Decision Trees

Decision Trees can be used for supervised classification as well as regression problems. There exists many variations of these methods like for instance Random Forests, Boosted Trees, etc. In this article we will restrict explanations to the most fundamental version. The techniques used for this kind of model is very basic and does not require much more than very basic knowledge of probability theory.

Data structure

The data are supposed to have the following structure:
Feature samples: $$ X= \begin{pmatrix} x_{1,1} & \cdots & x_{1, n}\\ \vdots\\ x_{m,1} & \cdots & x_{m, n} \end{pmatrix} $$ Outcome samples: $$ Y=\begin{pmatrix} y_1 \\ \vdots \\ y_m \end{pmatrix} $$ Decision trees are most generic on their requirements. Features can be a mixture of continuous and categorical variables. The same holds for the outcome. In case the later is continuous, we call it Decision Tree Regression, otherwise Decision Tree Classifier.

Tree decision

The principle idea of decision trees is to dissect features into disjoint values (categorical) or into disjoint intervals (continuous). If it is a classification problem, these dissections are chosen in order to have as homogenous as possible classes per dissection. If it is a regression, then one tries to minimize the variance of the outcome value per dissection. An example is this:

Here it is the feature 'shell_w' which is split into disjoint intervals. The first node dictates a cut at 0.167, so we get two intervals. Then either moving below 0.167 one arrives at the next split 0.059 or moving above 0.167 one arrive at 0.375. In either case the previous interval is split into 4 disjoint interval at tree level 2. The third level is made up of leafs. These nodes present the classification or regression, as in this example. In case of a classification a leaf's most common class is taken to be the prediction. For regression it will be the leaf's average value.

In general this dissection is made over all feature variables, that is if $D_1, \cdots, D_n$ denote the domains of corresponding feature variables, then we split $D_1\times \cdots \times D_n$ into disjoint $n$-dimensional intervals. And again, these intervals are chosen in order to have as homogenous as possible classes resp. values within each interval.
So, a leaf is an interval in $D_1\times \cdots \times D_n$ which does not contain any further interval from our dissection.

Measurement of a feature-split

The question arises how to determine these optimal splits.
In order to answer this, let us consider a single feature $X$.

Case: "Learning task is a regression"
If the feature is continuous and its domain is the interval $[a,b]$ then we choose $\xi\in [a,b]$ such that the split maximally reduces variance: $$ var(Y|X\in[a,b]) - var(Y|X\in[a,\xi]) - var(Y|X\in]\xi, b]) $$ Here we the term $var(Y|X\in[x,y])$ denotes the variance of the conditional distribution of $Y$ on $\{X\in [x,y]\}$. In words it is the variance of $Y$ when restricting to samples with $X\in [x,y]$. This criterion is quite plausible since the more we reduce variance in each of the sub-intervals the more the mean value of $Y$ is representative as prediction.

In case $X$ is categorical, it is even more straightforward. If $\{a_1, \cdots, a_k\}$ are the categories of $X$, then we choose a category $b$ which maximally reduces variance: $$ var(Y|X\in \{a_1, \cdots, a_k\}) - var(Y|X=b) - var(Y|X\in \{a_1, \cdots, a_k\}-\{b\}) $$

Case: "Learning task is a classification"
The above variance reduction makes no direct sense any more. The idea of either splitting an interval in case of a continuous feature or selecting specific categories remains the same. Though the criterion for validating the split is now taken to be the so called Gini impurity. Wherever splitting an interval or across categories in case of a categorical feature, the result is a family of disjoint sets.
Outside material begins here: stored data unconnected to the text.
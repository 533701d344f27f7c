use thiserror::Error;

/// Total bytes on the wire for one analyzer response, terminator included.
pub const FRAME_LEN: usize = 16;
/// Everything before this offset is covered by the checksum.
pub const CHECKSUM_OFFSET: usize = 13;

pub const LEADER: u8 = 0x02;
pub const TERMINATOR: u8 = 0x0D;
pub const DELIMITER: u8 = b',';

const LENGTH: [u8; 2] = *b"0F";
const COMMAND: [u8; 2] = *b"RD";
const ECHO: [u8; 2] = *b"CO";
const DATA: core::ops::Range<usize> = 8..12;

/// "Read CO value" request, sent unchanged on every exchange.
pub const REQUEST: [u8; 10] = [
    LEADER, b'0', b'A', COMMAND[0], COMMAND[1], DELIMITER, ECHO[0], ECHO[1], b'C', b'7',
];

const HEX: &[u8; 16] = b"0123456789ABCDEF";

#[derive(Debug, Error, Clone, PartialEq, Eq)]
pub enum FrameError {
    #[error("short frame: {0} bytes")]
    Short(usize),
    #[error("checksum {calc}!={rx}")]
    Checksum { calc: String, rx: String },
    #[error("bad CO digits {0:?}")]
    BadDigits(String),
}

/// Sum of `bytes` mod 256 as two uppercase hex digits.
pub fn checksum(bytes: &[u8]) -> [u8; 2] {
    let sum = bytes.iter().fold(0u8, |acc, b| acc.wrapping_add(*b));
    [HEX[(sum >> 4) as usize], HEX[(sum & 0x0F) as usize]]
}

/// Validate the checksum of the first `received` bytes of `frame`.
pub fn verify_checksum(frame: &[u8], received: usize) -> Result<(), FrameError> {
    let received = received.min(frame.len());
    if received < FRAME_LEN {
        return Err(FrameError::Short(received));
    }
    let calc = checksum(&frame[..CHECKSUM_OFFSET]);
    let rx = &frame[CHECKSUM_OFFSET..CHECKSUM_OFFSET + 2];
    if !calc.eq_ignore_ascii_case(rx) {
        return Err(FrameError::Checksum {
            calc: String::from_utf8_lossy(&calc).into_owned(),
            rx: String::from_utf8_lossy(rx).into_owned(),
        });
    }
    Ok(())
}

/// Receive buffer for one analyzer response. Re-filled in place every cycle.
#[derive(Debug, Clone)]
pub struct ResponseFrame {
    buf: [u8; FRAME_LEN],
    received: usize,
}

impl Default for ResponseFrame {
    fn default() -> Self {
        Self::new()
    }
}

impl ResponseFrame {
    pub fn new() -> Self {
        Self {
            buf: [0; FRAME_LEN],
            received: 0,
        }
    }

    pub fn clear(&mut self) {
        self.buf = [0; FRAME_LEN];
        self.received = 0;
    }

    pub fn buf_mut(&mut self) -> &mut [u8] {
        &mut self.buf
    }

    pub fn set_received(&mut self, n: usize) {
        self.received = n.min(FRAME_LEN);
    }

    pub fn received(&self) -> &[u8] {
        &self.buf[..self.received]
    }

    pub fn validate(&self) -> Result<(), FrameError> {
        verify_checksum(&self.buf, self.received)
    }

    pub fn leader(&self) -> u8 {
        self.buf[0]
    }

    pub fn length(&self) -> &[u8] {
        &self.buf[1..3]
    }

    pub fn command(&self) -> &[u8] {
        &self.buf[3..5]
    }

    pub fn echo(&self) -> &[u8] {
        &self.buf[6..8]
    }

    /// data_04..data_01, most significant digit first.
    pub fn data_digits(&self) -> &[u8] {
        &self.buf[DATA]
    }

    /// Validate, then decode the CO reading. One call per cycle.
    pub fn co_value(&self) -> Result<u16, FrameError> {
        self.validate()?;
        decode_digits(self.data_digits())
    }
}

fn decode_digits(digits: &[u8]) -> Result<u16, FrameError> {
    // from_str_radix would also take a leading '+'
    if !digits.iter().all(u8::is_ascii_hexdigit) {
        return Err(FrameError::BadDigits(
            String::from_utf8_lossy(digits).into_owned(),
        ));
    }
    digits
        .iter()
        .try_fold(0u16, |acc, d| {
            let nibble = (*d as char).to_digit(16)? as u16;
            acc.checked_mul(16)?.checked_add(nibble)
        })
        .ok_or_else(|| FrameError::BadDigits(String::from_utf8_lossy(digits).into_owned()))
}

/// A well-formed response carrying `value`, as the analyzer would send it.
pub fn build_response(value: u16) -> [u8; FRAME_LEN] {
    let mut f = [0u8; FRAME_LEN];
    f[0] = LEADER;
    f[1..3].copy_from_slice(&LENGTH);
    f[3..5].copy_from_slice(&COMMAND);
    f[5] = DELIMITER;
    f[6..8].copy_from_slice(&ECHO);
    for (i, slot) in f[DATA].iter_mut().enumerate() {
        let shift = 12 - 4 * i;
        *slot = HEX[((value >> shift) & 0x0F) as usize];
    }
    f[12] = DELIMITER;
    let sum = checksum(&f[..CHECKSUM_OFFSET]);
    f[CHECKSUM_OFFSET..CHECKSUM_OFFSET + 2].copy_from_slice(&sum);
    f[FRAME_LEN - 1] = TERMINATOR;
    f
}

#[cfg(test)]
mod tests {
    use super::*;

    fn frame_from(bytes: &[u8]) -> ResponseFrame {
        let mut f = ResponseFrame::new();
        f.buf_mut()[..bytes.len()].copy_from_slice(bytes);
        f.set_received(bytes.len());
        f
    }

    #[test]
    fn checksum_wraps_and_is_uppercase() {
        assert_eq!(&checksum(&[0xFF, 0x02]), b"01");
        assert_eq!(&checksum(&[0x2A]), b"2A");
        assert_eq!(&checksum(&[0xAB]), b"AB");
        assert_eq!(&checksum(&[]), b"00");
    }

    #[test]
    fn request_carries_its_own_checksum() {
        assert_eq!(&REQUEST[8..], &checksum(&REQUEST[..8]));
        assert_eq!(&REQUEST, b"\x020ARD,COC7");
    }

    #[test]
    fn decodes_literal_co_frame() {
        let mut raw = *b"\x020FRD,CO001A,xx\r";
        let sum = checksum(&raw[..CHECKSUM_OFFSET]);
        raw[13..15].copy_from_slice(&sum);
        let f = frame_from(&raw);
        assert_eq!(f.data_digits(), b"001A");
        assert_eq!(f.co_value().unwrap(), 26);
    }

    #[test]
    fn built_frame_fields() {
        let f = frame_from(&build_response(0xBEEF));
        assert_eq!(f.leader(), LEADER);
        assert_eq!(f.length(), b"0F");
        assert_eq!(f.command(), b"RD");
        assert_eq!(f.echo(), b"CO");
        assert_eq!(f.co_value().unwrap(), 0xBEEF);
    }

    #[test]
    fn lowercase_checksum_accepted() {
        let mut raw = build_response(0x00AB);
        raw[13] = raw[13].to_ascii_lowercase();
        raw[14] = raw[14].to_ascii_lowercase();
        assert!(frame_from(&raw).validate().is_ok());
    }

    #[test]
    fn corrupted_byte_fails_checksum() {
        let mut raw = build_response(300);
        raw[9] ^= 0x01;
        assert!(matches!(
            frame_from(&raw).co_value(),
            Err(FrameError::Checksum { .. })
        ));
    }

    #[test]
    fn short_receive_is_unusable() {
        let raw = build_response(300);
        assert_eq!(
            frame_from(&raw[..15]).validate(),
            Err(FrameError::Short(15))
        );
        assert_eq!(ResponseFrame::new().validate(), Err(FrameError::Short(0)));
    }

    #[test]
    fn non_hex_digits_are_a_decode_error() {
        let mut raw = build_response(0);
        raw[8..12].copy_from_slice(b"+0G1");
        let sum = checksum(&raw[..CHECKSUM_OFFSET]);
        raw[13..15].copy_from_slice(&sum);
        assert!(matches!(
            frame_from(&raw).co_value(),
            Err(FrameError::BadDigits(_))
        ));
    }

    #[test]
    fn clear_forgets_previous_cycle() {
        let mut f = frame_from(&build_response(42));
        f.clear();
        assert!(f.received().is_empty());
        assert_eq!(f.validate(), Err(FrameError::Short(0)));
    }
}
For such a set $A$ which either is an interval or a set of categories, we denote by $p_i$ the probability of class $i$ to fall into that set, that is $$ p_i:=P(Y=i|X\in A) $$ Then $1-p_i$ is the probability of the opposed event, that is $1-p_i=P(Y\neq i|X\in A)$. If we would predict $Y$ to be in class $i$ whenever $X\in A$ then $1-p_i$ is the probability we do a miss-classification. The classification rule will be based on which class the most occurs within a given group. This means we can weight miss-classification rates by occurrences of their classes: $$ \sum_i^k p_i(1-p_i) $$ So, in a group where most samples have class $i$, there is a high chance that our classifier finally predicts this class $i$. So we are concerned about its overall miss-classification, that is $1-p_i$.

Implementation

Since we have a technique to evaluate a split we can describe the method how to construct a classifier/regressor using all features.

We recursively create a binary tree where each node represents a $n$-dimensional interval of $D_1\times \cdots \times D_n$.

1.) as first node we take as interval the entire $D_1\times \cdots \times D_n$.
2.) we use this first node as the current node
3.) at the current node we restrict samples to lie within the corresponding node's interval $I$
4.) we iterate through all features to obtain a split with lowest Gini impurity
5.) we add two new child nodes to the current node
6.) to the first child node we attribute the interval obtained by adding to $I$ the first group of the new split
7.) to the second child in analogy we attribute the other group
8.) if stopping criterion is not met, we put the current node onto the first child node and move to step #3
9.) if stopping criterion is not met, we put the current node onto the second child node and move to step #3

The mentioned stopping criterion for instance could be intervals to contain a minimum amount of samples or the tree not to surpass a maximal depth.

After having constructed this tree and if it is a classification we can attribute to each leaf-node the class with highest occurrence in the given interval. In case of a regression we just take the mean value within the leaf's interval.

This way, we have constructed a full regression/classification tree. A new sample can be predicted by just moving to the leaf-node which path to root matches its feature values $x_1, \cdots, x_n$.

In practice there exists many variation and improvements of above sketched algorithm. Though the principle idea is as just explained.

Feature Importance

One very nice property of decision trees is the ability to obtain for each feature its contribution to the classifier/regressor. Again, several implementations and literature do define this in different ways. We will present a very basic one to understand the main idea.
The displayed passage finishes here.